There is something that I have observed over the years while working in the area of long-term weight management that seems to slip through the cracks when it comes to care and support. What I notice happening is that people can go from feeling supported and heard by their healthcare providers, only to return to their home and or social circles where often they are undermined and criticised. It can be isolating and lonely in a relationship or within a family unit when a loved one or loved ones have no understanding of what it is like to live with obesity, especially when the support system insist that diet and exercise are all that is needed to make a difference.
And, there is the additional problem of the support system being unwilling to accept, learn or understand what living with obesity means, and refuse to accept that obesity is chronic and relapsing.
If a loved one had another chronic illness, usually family, partners and friends might rally around. They hopefully would be compassionate; they might ask if there is anything they can do to help, ask if there is anything that is needed. They might even read up a bit on the said illness so they can get an insight into what the person they love is going through.
With weight it is so different because of the misguided narrative that excess weight is a personal responsibility and choice. What accompanies this narrative is a not only a lack of compassion but it comes with a huge amount of judgment which is confusing and shaming.
Many people I see are taking medications or have had surgery and are doing everything they can to get help and support. But in their private life eg their home, they are still receiving the message that they are not trying hard enough.
For many who are taking medication or have had surgery they still are judged or told they are cheating or have taken the easy way out.
They are damned if they do, damned if they don't.
Some examples of this are comments like the following:
"Should you really be eating that?"
"Haven't you had enough?"
"How much do you weigh now"?
"You must be cheating because the scales are not dropping"
"I can't believe you are hungry again?"
"I eat the same as you but I don't have a weight problem"
"If you ate Keto you would not have a weight problem"
"Why would you get surgery? Why are you taking medication? That is cheating"
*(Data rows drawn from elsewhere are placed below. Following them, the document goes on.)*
//! Storage error types

use thiserror::Error;

/// Result type alias for storage operations
pub type StorageResult<T> = std::result::Result<T, StorageError>;

/// Storage-specific error types
#[derive(Error, Debug)]
pub enum StorageError {
    #[error("Lock error: {0}")]
    Lock(String),

    #[error("Config error: {0}")]
    Config(#[from] toml::de::Error),
}

impl From<StorageError> for trailbook_core::Error {
    fn from(e: StorageError) -> Self {
        trailbook_core::Error::Storage(e.to_string())
    }
}
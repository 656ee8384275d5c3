//! Trailbook Storage - Registry backends
//!
//! This crate provides implementations of [`TripRegistry`] that own the
//! parks, visitors and trip log.

pub mod config;
pub mod error;
pub mod memory;

pub use config::StoreConfig;
pub use error::{StorageError, StorageResult};
pub use memory::MemoryRegistry;
pub use trailbook_core::TripRegistry;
And then there is the unspoken but equally shaming:
The glances of disapproval,
A gym membership, as a gift that wasn't asked for
Or, I read about the partner who placed scales outside the bedroom door so their other half would trip on them as a reminder to weigh themselves and they could also check what the scale said.
I hear partners calling their other half greedy. I hear them competing with weight loss. But because the other half does not have obesity and can fairly easily lose weight, they just refuse to believe it is not the same for everyone.
All of these examples are so common in my experience and the impact on my clients is shaming and distressing and it can cause a huge amount of self-doubt, insecurity, sadness and for some, secret eating, anxiety and depression.
It can be extremely lonely and isolating.
One word I hear multiple times a day is the word "Guilt".
The last thing people need to feel on top of all the other difficulties, stigma and shame is guilt. They feel guilty when they eat.They beat them selves up for having an extra bite, for not going to the gym, for having a piece of cake. They have internalised all the judgment and misunderstandings as something they feel they somehow are failing at.
Recently we saw more guilt inducing feelings here in Australia with an ongoing shortage of ozempic. It fuelled quite a debate, which is still ongoing. That was that people living with obesity were unfairly taking a drug that should be only available for diabetes.The people taking it to help with their weight started to feel guilty as if they did not deserve this medication. This is reinforcing the message that someone living with obesity should not have access to medicine that could really make a huge difference to him or her because somehow it is his or her fault for living with excess weight.
While we are certainly making progress in advocacy for more support in our environment and from a medical perspective, there is still a big need for education in interpersonal /family dynamics to help lessen the stigma of living with obesity.
I will be offering Q & A sessions soon for families, couples and friends who would really like to be an ally and know how to truly support their loved one who is living with excess weight.